▶ [WHAT IS REQUIRED]:
Copy the lines exactly as they appear, starting with the first line of the records and ending with the line that contains "certificate, relative to the project root.".

_____

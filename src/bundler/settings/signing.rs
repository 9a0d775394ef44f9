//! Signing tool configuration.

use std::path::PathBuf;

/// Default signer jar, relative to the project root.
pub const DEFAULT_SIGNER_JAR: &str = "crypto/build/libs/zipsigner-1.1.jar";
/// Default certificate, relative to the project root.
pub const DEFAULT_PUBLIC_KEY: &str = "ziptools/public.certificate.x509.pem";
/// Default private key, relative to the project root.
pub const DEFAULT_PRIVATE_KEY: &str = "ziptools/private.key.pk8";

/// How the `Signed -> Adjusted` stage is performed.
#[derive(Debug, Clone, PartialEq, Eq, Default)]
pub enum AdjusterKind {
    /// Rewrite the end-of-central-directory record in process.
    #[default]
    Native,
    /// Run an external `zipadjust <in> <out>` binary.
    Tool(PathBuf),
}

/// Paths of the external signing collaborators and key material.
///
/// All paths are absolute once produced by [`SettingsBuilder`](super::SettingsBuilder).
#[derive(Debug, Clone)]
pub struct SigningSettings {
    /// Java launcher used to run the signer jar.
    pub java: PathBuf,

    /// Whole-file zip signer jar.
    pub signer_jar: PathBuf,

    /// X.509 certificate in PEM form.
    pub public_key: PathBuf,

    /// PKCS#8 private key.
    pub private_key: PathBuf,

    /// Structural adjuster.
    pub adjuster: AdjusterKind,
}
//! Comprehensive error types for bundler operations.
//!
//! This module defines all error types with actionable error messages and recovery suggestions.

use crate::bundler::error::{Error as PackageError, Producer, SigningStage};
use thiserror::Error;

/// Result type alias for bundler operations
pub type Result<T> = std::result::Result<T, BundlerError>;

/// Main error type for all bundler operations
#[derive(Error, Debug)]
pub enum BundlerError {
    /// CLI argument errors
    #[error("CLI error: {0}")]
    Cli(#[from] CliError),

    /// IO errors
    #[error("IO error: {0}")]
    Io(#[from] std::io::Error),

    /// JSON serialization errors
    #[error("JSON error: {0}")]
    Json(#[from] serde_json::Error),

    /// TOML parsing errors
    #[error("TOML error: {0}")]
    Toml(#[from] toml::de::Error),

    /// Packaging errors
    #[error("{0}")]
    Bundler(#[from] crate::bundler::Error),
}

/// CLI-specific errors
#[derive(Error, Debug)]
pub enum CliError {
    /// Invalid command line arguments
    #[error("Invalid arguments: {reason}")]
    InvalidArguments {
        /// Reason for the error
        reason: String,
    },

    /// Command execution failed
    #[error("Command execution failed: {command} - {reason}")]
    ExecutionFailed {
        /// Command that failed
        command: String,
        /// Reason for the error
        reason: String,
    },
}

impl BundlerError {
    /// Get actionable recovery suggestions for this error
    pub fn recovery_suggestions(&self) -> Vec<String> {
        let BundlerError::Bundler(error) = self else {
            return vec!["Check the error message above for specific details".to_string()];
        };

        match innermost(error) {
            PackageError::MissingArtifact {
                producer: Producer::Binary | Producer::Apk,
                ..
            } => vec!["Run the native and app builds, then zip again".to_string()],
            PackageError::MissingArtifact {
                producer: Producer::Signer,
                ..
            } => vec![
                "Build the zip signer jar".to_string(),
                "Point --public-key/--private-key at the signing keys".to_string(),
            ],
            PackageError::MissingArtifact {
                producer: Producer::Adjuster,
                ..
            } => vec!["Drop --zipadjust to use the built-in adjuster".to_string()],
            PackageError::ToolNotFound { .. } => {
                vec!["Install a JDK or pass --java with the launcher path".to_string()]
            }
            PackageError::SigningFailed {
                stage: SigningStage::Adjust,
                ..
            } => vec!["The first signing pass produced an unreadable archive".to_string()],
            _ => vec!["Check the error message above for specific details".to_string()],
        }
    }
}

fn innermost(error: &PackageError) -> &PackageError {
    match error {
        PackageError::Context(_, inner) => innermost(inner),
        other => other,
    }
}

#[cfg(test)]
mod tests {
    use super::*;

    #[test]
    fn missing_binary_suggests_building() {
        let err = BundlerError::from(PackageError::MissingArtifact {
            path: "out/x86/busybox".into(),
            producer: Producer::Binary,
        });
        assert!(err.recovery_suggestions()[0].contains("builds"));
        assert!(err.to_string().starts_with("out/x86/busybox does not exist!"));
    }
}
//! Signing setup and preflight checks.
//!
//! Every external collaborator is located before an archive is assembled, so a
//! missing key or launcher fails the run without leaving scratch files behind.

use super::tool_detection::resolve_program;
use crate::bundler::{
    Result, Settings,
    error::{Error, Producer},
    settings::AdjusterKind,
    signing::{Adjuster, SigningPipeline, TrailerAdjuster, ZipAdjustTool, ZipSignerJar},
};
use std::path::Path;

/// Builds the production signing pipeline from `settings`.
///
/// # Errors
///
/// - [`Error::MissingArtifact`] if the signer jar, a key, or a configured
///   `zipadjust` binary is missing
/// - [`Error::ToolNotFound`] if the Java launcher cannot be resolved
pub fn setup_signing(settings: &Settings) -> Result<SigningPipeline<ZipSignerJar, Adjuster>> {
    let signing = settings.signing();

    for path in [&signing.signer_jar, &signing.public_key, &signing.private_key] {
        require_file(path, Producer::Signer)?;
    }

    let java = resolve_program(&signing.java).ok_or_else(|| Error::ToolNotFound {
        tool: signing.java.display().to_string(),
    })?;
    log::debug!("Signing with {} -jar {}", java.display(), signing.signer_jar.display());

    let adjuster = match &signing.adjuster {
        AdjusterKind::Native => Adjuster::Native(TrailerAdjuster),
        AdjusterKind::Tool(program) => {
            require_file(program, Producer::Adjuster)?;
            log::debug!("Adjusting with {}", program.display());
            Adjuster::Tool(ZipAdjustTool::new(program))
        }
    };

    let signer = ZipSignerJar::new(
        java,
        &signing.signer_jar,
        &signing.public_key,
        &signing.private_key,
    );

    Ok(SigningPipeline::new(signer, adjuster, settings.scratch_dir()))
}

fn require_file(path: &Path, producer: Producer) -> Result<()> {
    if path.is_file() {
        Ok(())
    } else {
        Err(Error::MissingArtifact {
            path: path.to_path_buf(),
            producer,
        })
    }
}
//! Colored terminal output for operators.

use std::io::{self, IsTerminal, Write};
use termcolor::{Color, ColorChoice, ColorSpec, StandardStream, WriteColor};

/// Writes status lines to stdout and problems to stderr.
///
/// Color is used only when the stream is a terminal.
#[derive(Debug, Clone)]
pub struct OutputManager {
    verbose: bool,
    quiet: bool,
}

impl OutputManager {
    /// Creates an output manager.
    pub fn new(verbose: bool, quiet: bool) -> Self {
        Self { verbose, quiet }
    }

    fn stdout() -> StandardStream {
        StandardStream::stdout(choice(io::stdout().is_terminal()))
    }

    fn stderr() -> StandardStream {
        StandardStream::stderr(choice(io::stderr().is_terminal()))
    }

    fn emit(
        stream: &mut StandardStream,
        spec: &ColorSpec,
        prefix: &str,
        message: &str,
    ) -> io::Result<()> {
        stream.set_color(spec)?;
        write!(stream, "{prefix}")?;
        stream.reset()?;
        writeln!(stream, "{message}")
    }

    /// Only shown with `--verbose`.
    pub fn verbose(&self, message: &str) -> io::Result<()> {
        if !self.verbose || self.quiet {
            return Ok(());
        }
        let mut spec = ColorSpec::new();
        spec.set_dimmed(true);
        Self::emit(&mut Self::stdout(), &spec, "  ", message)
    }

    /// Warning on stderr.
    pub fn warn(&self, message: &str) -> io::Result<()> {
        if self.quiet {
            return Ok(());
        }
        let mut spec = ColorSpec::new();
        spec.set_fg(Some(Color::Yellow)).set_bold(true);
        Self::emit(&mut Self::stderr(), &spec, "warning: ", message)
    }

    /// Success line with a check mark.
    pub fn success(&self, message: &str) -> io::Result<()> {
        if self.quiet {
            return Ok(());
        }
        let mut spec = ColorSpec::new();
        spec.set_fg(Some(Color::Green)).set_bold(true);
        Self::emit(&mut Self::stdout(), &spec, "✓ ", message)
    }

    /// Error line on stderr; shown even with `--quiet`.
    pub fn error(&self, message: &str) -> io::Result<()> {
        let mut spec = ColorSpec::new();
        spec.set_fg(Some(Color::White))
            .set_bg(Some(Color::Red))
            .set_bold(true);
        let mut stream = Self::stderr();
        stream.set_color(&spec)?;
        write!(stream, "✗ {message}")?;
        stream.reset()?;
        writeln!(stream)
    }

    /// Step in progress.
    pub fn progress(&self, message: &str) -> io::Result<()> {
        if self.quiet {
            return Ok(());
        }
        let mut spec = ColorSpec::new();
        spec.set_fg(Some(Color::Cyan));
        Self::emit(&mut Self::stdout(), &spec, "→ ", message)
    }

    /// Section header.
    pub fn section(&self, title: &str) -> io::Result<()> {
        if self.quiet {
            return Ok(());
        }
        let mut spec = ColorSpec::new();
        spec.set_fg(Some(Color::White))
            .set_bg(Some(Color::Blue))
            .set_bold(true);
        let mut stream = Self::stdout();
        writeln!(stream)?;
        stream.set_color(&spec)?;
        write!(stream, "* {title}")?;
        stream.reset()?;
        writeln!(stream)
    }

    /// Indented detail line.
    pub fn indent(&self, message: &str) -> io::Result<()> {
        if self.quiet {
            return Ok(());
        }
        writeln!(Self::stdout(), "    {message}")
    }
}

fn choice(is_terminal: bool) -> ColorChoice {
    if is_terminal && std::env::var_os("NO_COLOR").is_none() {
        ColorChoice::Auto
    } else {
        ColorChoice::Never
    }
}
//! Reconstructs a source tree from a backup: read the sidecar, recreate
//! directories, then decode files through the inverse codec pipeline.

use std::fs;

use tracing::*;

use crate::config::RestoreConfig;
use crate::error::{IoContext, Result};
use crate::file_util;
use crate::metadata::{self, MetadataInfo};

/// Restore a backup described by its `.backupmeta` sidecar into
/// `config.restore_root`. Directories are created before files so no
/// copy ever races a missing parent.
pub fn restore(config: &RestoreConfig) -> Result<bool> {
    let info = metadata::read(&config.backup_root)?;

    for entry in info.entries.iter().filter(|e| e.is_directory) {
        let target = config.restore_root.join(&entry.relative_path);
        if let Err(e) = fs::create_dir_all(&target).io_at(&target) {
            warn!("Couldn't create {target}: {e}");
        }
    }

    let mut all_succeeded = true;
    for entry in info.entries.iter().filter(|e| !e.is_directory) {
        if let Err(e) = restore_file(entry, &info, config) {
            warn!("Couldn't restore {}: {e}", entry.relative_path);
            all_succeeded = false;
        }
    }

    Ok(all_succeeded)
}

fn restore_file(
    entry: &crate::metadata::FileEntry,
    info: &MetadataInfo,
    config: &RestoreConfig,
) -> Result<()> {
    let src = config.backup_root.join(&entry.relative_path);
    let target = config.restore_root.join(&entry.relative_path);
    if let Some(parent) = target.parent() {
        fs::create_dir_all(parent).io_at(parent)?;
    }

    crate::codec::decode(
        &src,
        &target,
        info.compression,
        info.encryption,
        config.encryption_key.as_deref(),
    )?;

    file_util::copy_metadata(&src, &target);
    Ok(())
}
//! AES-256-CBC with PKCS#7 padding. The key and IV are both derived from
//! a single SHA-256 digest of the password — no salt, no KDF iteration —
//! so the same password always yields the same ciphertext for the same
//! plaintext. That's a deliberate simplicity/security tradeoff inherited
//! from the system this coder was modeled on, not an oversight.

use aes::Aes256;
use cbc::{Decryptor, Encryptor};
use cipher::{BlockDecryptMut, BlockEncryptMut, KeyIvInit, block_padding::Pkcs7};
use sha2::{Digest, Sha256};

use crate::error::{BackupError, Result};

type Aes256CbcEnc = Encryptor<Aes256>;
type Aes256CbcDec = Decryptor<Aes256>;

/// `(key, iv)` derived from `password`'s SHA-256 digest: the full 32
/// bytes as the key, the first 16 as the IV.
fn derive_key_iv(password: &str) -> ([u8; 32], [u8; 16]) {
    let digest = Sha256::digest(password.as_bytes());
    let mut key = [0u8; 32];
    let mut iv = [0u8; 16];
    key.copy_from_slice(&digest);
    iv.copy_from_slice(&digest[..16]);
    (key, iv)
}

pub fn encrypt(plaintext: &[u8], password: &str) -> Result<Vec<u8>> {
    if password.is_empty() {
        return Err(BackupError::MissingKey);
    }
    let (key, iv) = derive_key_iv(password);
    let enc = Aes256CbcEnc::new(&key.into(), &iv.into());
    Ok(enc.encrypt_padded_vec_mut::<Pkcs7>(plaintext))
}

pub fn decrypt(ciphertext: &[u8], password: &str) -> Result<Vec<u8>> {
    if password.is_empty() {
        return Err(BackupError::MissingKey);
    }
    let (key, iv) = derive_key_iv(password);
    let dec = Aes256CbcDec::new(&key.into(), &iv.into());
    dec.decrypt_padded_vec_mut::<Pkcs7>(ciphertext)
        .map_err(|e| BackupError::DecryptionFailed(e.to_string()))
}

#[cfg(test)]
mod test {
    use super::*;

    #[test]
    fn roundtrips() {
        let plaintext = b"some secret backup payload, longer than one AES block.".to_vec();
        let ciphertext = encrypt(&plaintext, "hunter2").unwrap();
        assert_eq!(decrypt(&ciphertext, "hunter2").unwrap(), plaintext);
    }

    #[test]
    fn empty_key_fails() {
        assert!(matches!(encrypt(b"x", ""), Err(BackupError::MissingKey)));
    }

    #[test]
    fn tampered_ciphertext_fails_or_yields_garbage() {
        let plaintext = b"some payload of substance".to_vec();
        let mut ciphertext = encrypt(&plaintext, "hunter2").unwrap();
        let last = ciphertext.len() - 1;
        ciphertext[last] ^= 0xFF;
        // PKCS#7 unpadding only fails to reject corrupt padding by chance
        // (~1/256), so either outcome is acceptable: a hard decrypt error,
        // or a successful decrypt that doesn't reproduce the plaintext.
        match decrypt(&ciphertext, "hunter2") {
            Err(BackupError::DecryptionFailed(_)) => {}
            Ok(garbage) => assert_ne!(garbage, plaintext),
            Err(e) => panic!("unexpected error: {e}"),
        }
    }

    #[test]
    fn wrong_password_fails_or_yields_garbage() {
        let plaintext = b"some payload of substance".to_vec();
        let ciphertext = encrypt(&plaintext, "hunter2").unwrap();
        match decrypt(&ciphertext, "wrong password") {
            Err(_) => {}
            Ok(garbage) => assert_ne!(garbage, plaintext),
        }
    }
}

_____

▶ [SOLUTION TO THIS EXERCISE]:
filename src/bundler/settings/signing.rs
repository 9a0d775394ef44f9
//! Signing tool configuration.

use std::path::PathBuf;

/// Default signer jar, relative to the project root.
pub const DEFAULT_SIGNER_JAR: &str = "crypto/build/libs/zipsigner-1.1.jar";
/// Default certificate, relative to the project root.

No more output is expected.